A good biography is like a dollhouse, the kind where you can swing open one side and see the rooms in a sort of cross-section. You can lean back and see how the thing works as a whole from top to bottom, or you can zoom in and marvel over how something as broad and messy as a human life has been replicated in such minute and perfect detail, but either way there’s something endlessly compelling there. Dustin Galer’s biography of Beryl Potter, Beryl: The Making of a Disability Activist, is exactly such a book.

Galer begins not with Potter’s birth, but with a near-deadly bout of rheumatic fever that she suffered as a toddler in 1926. It’s an engaging entry point to the story, and the first hint that Galer isn’t just offering a straight birth-to-death account, but is building a narrative – the fever, like Chekhov’s gun, will go off in a subsequent act.

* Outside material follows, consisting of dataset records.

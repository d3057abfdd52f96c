//! 内置工具：指针、键入、笔记与帮助
//!
//! 指针与键入类工具先校验参数，再看总开关；物理设备由 ToolContext.input 决定（可能是 NullInput）。

use async_trait::async_trait;

use crate::actions::grammar::Literal;
use crate::actions::registry::{coord, expect_arity, text_arg, Tool, ToolContext, ToolOutput, ToolRegistry};
use crate::core::error::ActionError;
use crate::display::MouseButton;
use crate::observe::marks::PointerAction;

/// 设备调用放到阻塞线程里执行（真实输入实现内部会 sleep）
async fn on_device<F>(ctx: &ToolContext, f: F) -> Result<(), ActionError>
where
    F: FnOnce(&dyn crate::display::InputDevice) -> Result<(), String> + Send + 'static,
{
    let input = ctx.input.clone();
    tokio::task::spawn_blocking(move || f(input.as_ref()))
        .await
        .map_err(|e| ActionError::Device(e.to_string()))?
        .map_err(ActionError::Device)
}

fn point_args(tool: &'static str, args: &[Literal]) -> Result<(u16, u16), ActionError> {
    expect_arity(tool, args, 2)?;
    Ok((coord(args, 0, "x")?, coord(args, 1, "y")?))
}

pub struct ClickTool;

#[async_trait]
impl Tool for ClickTool {
    fn name(&self) -> &'static str {
        "click"
    }

    fn signature(&self) -> &'static str {
        "click(x, y)"
    }

    fn description(&self) -> &'static str {
        "Left click at (x, y), coordinates 0-1000"
    }

    async fn call(&self, args: &[Literal], ctx: &ToolContext) -> Result<ToolOutput, ActionError> {
        let (x, y) = point_args(self.name(), args)?;
        if !ctx.execute {
            return Ok(ToolOutput::Suppressed);
        }
        on_device(ctx, move |d| d.click(MouseButton::Left, x, y, 1)).await?;
        Ok(ToolOutput::pointer(PointerAction::Click { x, y }))
    }
}

pub struct RightClickTool;

#[async_trait]
impl Tool for RightClickTool {
    fn name(&self) -> &'static str {
        "right_click"
    }

    fn signature(&self) -> &'static str {
        "right_click(x, y)"
    }

    fn description(&self) -> &'static str {
        "Right click at (x, y)"
    }

    async fn call(&self, args: &[Literal], ctx: &ToolContext) -> Result<ToolOutput, ActionError> {
        let (x, y) = point_args(self.name(), args)?;
        if !ctx.execute {
            return Ok(ToolOutput::Suppressed);
        }
        on_device(ctx, move |d| d.click(MouseButton::Right, x, y, 1)).await?;
        Ok(ToolOutput::pointer(PointerAction::RightClick { x, y }))
    }
}

pub struct DoubleClickTool;

#[async_trait]
impl Tool for DoubleClickTool {
    fn name(&self) -> &'static str {
        "double_click"
    }

    fn signature(&self) -> &'static str {
        "double_click(x, y)"
    }

    fn description(&self) -> &'static str {
        "Double click at (x, y)"
    }

    async fn call(&self, args: &[Literal], ctx: &ToolContext) -> Result<ToolOutput, ActionError> {
        let (x, y) = point_args(self.name(), args)?;
        if !ctx.execute {
            return Ok(ToolOutput::Suppressed);
        }
        on_device(ctx, move |d| d.click(MouseButton::Left, x, y, 2)).await?;
        Ok(ToolOutput::pointer(PointerAction::DoubleClick { x, y }))
    }
}

pub struct DragTool;

#[async_trait]
impl Tool for DragTool {
    fn name(&self) -> &'static str {
        "drag"
    }

    fn signature(&self) -> &'static str {
        "drag(x1, y1, x2, y2)"
    }

    fn description(&self) -> &'static str {
        "Press at (x1, y1), move to (x2, y2), release"
    }

    async fn call(&self, args: &[Literal], ctx: &ToolContext) -> Result<ToolOutput, ActionError> {
        expect_arity(self.name(), args, 4)?;
        let x1 = coord(args, 0, "x1")?;
        let y1 = coord(args, 1, "y1")?;
        let x2 = coord(args, 2, "x2")?;
        let y2 = coord(args, 3, "y2")?;
        if !ctx.execute {
            return Ok(ToolOutput::Suppressed);
        }
        on_device(ctx, move |d| d.drag((x1, y1), (x2, y2))).await?;
        Ok(ToolOutput::pointer(PointerAction::Drag { x1, y1, x2, y2 }))
    }
}

pub struct WriteTool;

#[async_trait]
impl Tool for WriteTool {
    fn name(&self) -> &'static str {
        "write"
    }

    fn signature(&self) -> &'static str {
        "write(text)"
    }

    fn description(&self) -> &'static str {
        "Type text at the current focus (any language)"
    }

    async fn call(&self, args: &[Literal], ctx: &ToolContext) -> Result<ToolOutput, ActionError> {
        expect_arity(self.name(), args, 1)?;
        let text = text_arg(self.name(), args, 0)?.to_string();
        if !ctx.execute {
            return Ok(ToolOutput::Suppressed);
        }
        on_device(ctx, move |d| d.type_text(&text)).await?;
        Ok(ToolOutput::ok())
    }
}

pub struct RememberTool;

#[async_trait]
impl Tool for RememberTool {
    fn name(&self) -> &'static str {
        "remember"
    }

    fn signature(&self) -> &'static str {
        "remember(text)"
    }

    fn description(&self) -> &'static str {
        "Append a note to long-term memory"
    }

    async fn call(&self, args: &[Literal], ctx: &ToolContext) -> Result<ToolOutput, ActionError> {
        expect_arity(self.name(), args, 1)?;
        let text = text_arg(self.name(), args, 0)?;
        ctx.notes
            .append(text)
            .await
            .map_err(|e| ActionError::NoteStore(e.to_string()))?;
        Ok(ToolOutput::ok())
    }
}

pub struct RecallTool;

#[async_trait]
impl Tool for RecallTool {
    fn name(&self) -> &'static str {
        "recall"
    }

    fn signature(&self) -> &'static str {
        "recall()"
    }

    fn description(&self) -> &'static str {
        "List all remembered notes"
    }

    async fn call(&self, args: &[Literal], ctx: &ToolContext) -> Result<ToolOutput, ActionError> {
        expect_arity(self.name(), args, 0)?;
        let value = ctx
            .notes
            .render()
            .await
            .map_err(|e| ActionError::NoteStore(e.to_string()))?;
        Ok(ToolOutput::Done {
            value,
            pointer: None,
        })
    }
}

/// help()：列出全部签名；help("name")：单个工具
pub struct HelpTool {
    catalog: Vec<(&'static str, &'static str, &'static str)>,
}

#[async_trait]
impl Tool for HelpTool {
    fn name(&self) -> &'static str {
        "help"
    }

    fn signature(&self) -> &'static str {
        "help(name?)"
    }

    fn description(&self) -> &'static str {
        "Show available tools, or one tool's signature"
    }

    async fn call(&self, args: &[Literal], _ctx: &ToolContext) -> Result<ToolOutput, ActionError> {
        let value = match args.len() {
            0 => {
                let mut lines: Vec<String> = self
                    .catalog
                    .iter()
                    .map(|(_, sig, desc)| format!("{} - {}", sig, desc))
                    .collect();
                lines.push(format!("{} - {}", self.signature(), self.description()));
                lines.join("\n")
            }
            1 => {
                let wanted = text_arg(self.name(), args, 0)?;
                if wanted == self.name() {
                    format!("{} - {}", self.signature(), self.description())
                } else {
                    self.catalog
                        .iter()
                        .find(|(name, _, _)| *name == wanted)
                        .map(|(_, sig, desc)| format!("{} - {}", sig, desc))
                        .ok_or_else(|| ActionError::UnknownTool(wanted.to_string()))?
                }
            }
            got => {
                return Err(ActionError::Arity {
                    tool: "help",
                    expected: "0 or 1",
                    got,
                })
            }
        };
        Ok(ToolOutput::Done {
            value,
            pointer: None,
        })
    }
}

/// 全部内置工具；help 最后注册，目录取自此前注册的工具
pub fn standard_registry() -> ToolRegistry {
    let mut registry = ToolRegistry::new();
    registry.register(ClickTool);
    registry.register(RightClickTool);
    registry.register(DoubleClickTool);
    registry.register(DragTool);
    registry.register(WriteTool);
    registry.register(RememberTool);
    registry.register(RecallTool);

    let catalog = registry
        .tool_names()
        .into_iter()
        .filter_map(|n| registry.get(n).map(|t| (n, t.signature(), t.description())))
        .collect();
    registry.register(HelpTool { catalog });
    registry
}

#[cfg(test)]
mod tests {
    use super::*;
    use crate::actions::notes::NoteStore;
    use crate::display::NullInput;
    use std::sync::Arc;
    use tempfile::TempDir;

    fn ctx(dir: &TempDir, execute: bool) -> ToolContext {
        ToolContext {
            execute,
            input: Arc::new(NullInput),
            notes: NoteStore::new(dir.path().join("memory.jsonl")),
        }
    }

    #[tokio::test]
    async fn test_click_reports_pointer_action() {
        let dir = TempDir::new().unwrap();
        let reg = standard_registry();
        let out = reg
            .call("click", &[Literal::Int(500), Literal::Int(300)], &ctx(&dir, true))
            .await
            .unwrap();
        assert_eq!(out, ToolOutput::pointer(PointerAction::Click { x: 500, y: 300 }));
    }

    #[tokio::test]
    async fn test_master_switch_suppresses_pointer_but_validates_first() {
        let dir = TempDir::new().unwrap();
        let reg = standard_registry();
        let c = ctx(&dir, false);
        let out = reg
            .call("drag", &[Literal::Int(1), Literal::Int(2), Literal::Int(3), Literal::Int(4)], &c)
            .await
            .unwrap();
        assert_eq!(out, ToolOutput::Suppressed);
        assert!(reg
            .call("click", &[Literal::Int(5000), Literal::Int(1)], &c)
            .await
            .is_err());
        // 笔记不受总开关影响
        let out = reg
            .call("remember", &[Literal::Str("x".into())], &c)
            .await
            .unwrap();
        assert_eq!(out, ToolOutput::ok());
    }

    #[tokio::test]
    async fn test_help_lists_every_tool() {
        let dir = TempDir::new().unwrap();
        let reg = standard_registry();
        let out = reg.call("help", &[], &ctx(&dir, true)).await.unwrap();
        let ToolOutput::Done { value, .. } = out else {
            panic!("help should succeed");
        };
        for name in reg.tool_names() {
            assert!(value.contains(name), "missing {name}");
        }
        let one = reg
            .call("help", &[Literal::Str("drag".into())], &ctx(&dir, true))
            .await
            .unwrap();
        assert!(matches!(one, ToolOutput::Done { ref value, .. } if value.starts_with("drag(x1, y1, x2, y2)")));
    }

    #[tokio::test]
    async fn test_write_rejects_number() {
        let dir = TempDir::new().unwrap();
        let reg = standard_registry();
        let err = reg
            .call("write", &[Literal::Int(3)], &ctx(&dir, true))
            .await
            .unwrap_err();
        assert_eq!(err.to_string(), "TypeError: write() requires str, got int");
    }
}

From there, Galer gives a brief family history of Potter’s parents, Charles and Amy, a working-class couple in the booming city of Liverpool, England. Though their young family is expanding rapidly, Potter’s parents seem to be on an upward trajectory – that is, until the death of Charles Potter, the appearance of an unreliable stepfather, and a harsh economic downturn all combine to leave the family impoverished. Then comes the Second World War, during which Liverpool sustains heavy bombing by the Germans. 

Though Beryl Potter marries soon after the war and, along with her husband and three young children, emigrates to Canada, her prospects don’t improve much. Her husband drinks away most of his paycheques and has a tendency to become violent. Potter is able to find a job, but is plagued by health problems. In 1965, an accident at the Toronto bakery where she works, combined with the lingering effects of that long-ago fever on her heart and venous system, leave her a triple amputee with an addiction to painkillers. 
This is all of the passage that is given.